Stadt Hannover lädt zur Fitness-Challenge ein
Auch auf dem Fitnessparcours können sich Teilnehmer bewähren. (Foto: Katrin Kutter)
Auch auf dem Fitnessparcours können sich Teilnehmer bewähren. (Foto: Katrin Kutter)
Weil viele Volksläufe in diesem Jahr ausgefallen sind, organisiert die Stadt Hannover zusammen mit der Agentur Eichels Events und dem Turn-Klubb (TKH) als Ersatz eine sogenannte Fitness-Challenge für Freizeitsportler. Sie wird vom 31. Oktober bis zum März kommenden Jahres in den Disziplinen Laufen, Schwimmen und Workout auf städtischen Sportanlagen ausgetragen. Die Idee dahinter: Die Zielmarken, also etwa die Streckenlängen, steigern sich von Monat zu Monat - beim Laufen beispielsweise von einem Kilometer zu Beginn bis zum Halbmarathon im März. Nähere Informationen über Termine, Teilnahmegebühren und Anmeldemöglichkeiten finden Sie hier.
Und schließlich...

Die Kraniche am Kronsberg sind aus Papier, aber wetterfest. (Foto: Bernd Haase)

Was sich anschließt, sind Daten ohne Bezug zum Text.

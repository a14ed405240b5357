//! Handler for per-link statistics.

use axum::{
    Json,
    extract::{Path, Query, State},
};

use crate::api::dto::stats::{StatsQuery, StatsResponse};
use crate::error::AppError;
use crate::state::AppState;

/// Returns aggregated click statistics for one link.
///
/// # Endpoint
///
/// `GET /api/links/{id}/stats?owner_id={owner}`
///
/// `clicks_total` comes from the link's atomic counter; `by_day` buckets
/// recorded click events by UTC calendar day, ascending. The total may
/// exceed the sum of the buckets when detail rows were dropped under load.
///
/// # Errors
///
/// Returns 404 Not Found for an unknown id or a link outside the owner
/// scope.
pub async fn stats_handler(
    State(state): State<AppState>,
    Path(link_id): Path<i64>,
    Query(query): Query<StatsQuery>,
) -> Result<Json<StatsResponse>, AppError> {
    let (_, stats) = state
        .stats_service
        .aggregate(link_id, query.owner_id)
        .await?;

    Ok(Json(stats.into()))
}
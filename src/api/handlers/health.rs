//! Handler for health check endpoint.

use axum::{Json, extract::State, http::StatusCode};

use crate::api::dto::health::{CheckStatus, HealthChecks, HealthResponse};
use crate::state::AppState;

/// Returns service health status with component checks.
///
/// # Endpoint
///
/// `GET /health`
///
/// # Response Codes
///
/// - **200 OK**: All components healthy
/// - **503 Service Unavailable**: One or more components degraded
///
/// # Components Checked
///
/// 1. **Database**: `SELECT 1` through the link store
/// 2. **Click Queue**: Checks if the recorder channel is open
/// 3. **Cache**: Backend ping (always healthy for the no-op cache)
pub async fn health_handler(
    State(state): State<AppState>,
) -> Result<Json<HealthResponse>, (StatusCode, Json<HealthResponse>)> {
    let db_check = check_database(&state).await;

    let queue_check = check_click_queue(&state);

    let cache_check = check_cache(&state).await;

    let all_healthy =
        db_check.status == "ok" && queue_check.status == "ok" && cache_check.status == "ok";

    let response = HealthResponse {
        status: if all_healthy { "healthy" } else { "degraded" }.to_string(),
        version: env!("CARGO_PKG_VERSION").to_string(),
        checks: HealthChecks {
            database: db_check,
            click_queue: queue_check,
            cache: cache_check,
        },
    };

    if all_healthy {
        Ok(Json(response))
    } else {
        Err((StatusCode::SERVICE_UNAVAILABLE, Json(response)))
    }
}

/// Checks database connectivity with a trivial query.
async fn check_database(state: &AppState) -> CheckStatus {
    match state.link_service.ping().await {
        Ok(()) => CheckStatus {
            status: "ok".to_string(),
            message: Some("Connected".to_string()),
        },
        Err(e) => CheckStatus {
            status: "error".to_string(),
            message: Some(format!("Database error: {}", e)),
        },
    }
}

/// Checks if the click recorder is still accepting events.
fn check_click_queue(state: &AppState) -> CheckStatus {
    if state.recorder.is_healthy() {
        CheckStatus {
            status: "ok".to_string(),
            message: Some("Accepting clicks".to_string()),
        }
    } else {
        CheckStatus {
            status: "error".to_string(),
            message: Some("Click queue is closed".to_string()),
        }
    }
}

/// Checks cache backend connectivity.
async fn check_cache(state: &AppState) -> CheckStatus {
    if state.cache.health_check().await {
        CheckStatus {
            status: "ok".to_string(),
            message: Some("Cache reachable".to_string()),
        }
    } else {
        CheckStatus {
            status: "error".to_string(),
            message: Some("Cache backend unreachable".to_string()),
        }
    }
}
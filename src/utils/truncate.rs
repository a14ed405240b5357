//! Character-bounded string truncation.

/// Truncates a string to at most `max_chars` characters, respecting UTF-8
/// boundaries.
pub fn truncate_chars(mut s: String, max_chars: usize) -> String {
    match s.char_indices().nth(max_chars) {
        Some((idx, _)) => {
            s.truncate(idx);
            s
        }
        None => s,
    }
}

Die Kraniche am Kronsberg sind aus Papier, aber wetterfest. (Foto: Bernd Haase)
… könnten Sie der Freilichtgalerie Kronsberg einen Besuch abstatten. Dort ist noch bis zum 28. November an der Ecke der Straßen Weistfeld und Lehmbuschfeld die Ausstellung Flugkraniche zu sehen. Es handelt sich um von Künstlern handgefertigte Papierkraniche, jeder einzelne ist individuell. Ach ja - mit einem Herbstspaziergang am Kronsberg lässt sich der Besuch bei den Kranichen natürlich auch gut verbinden.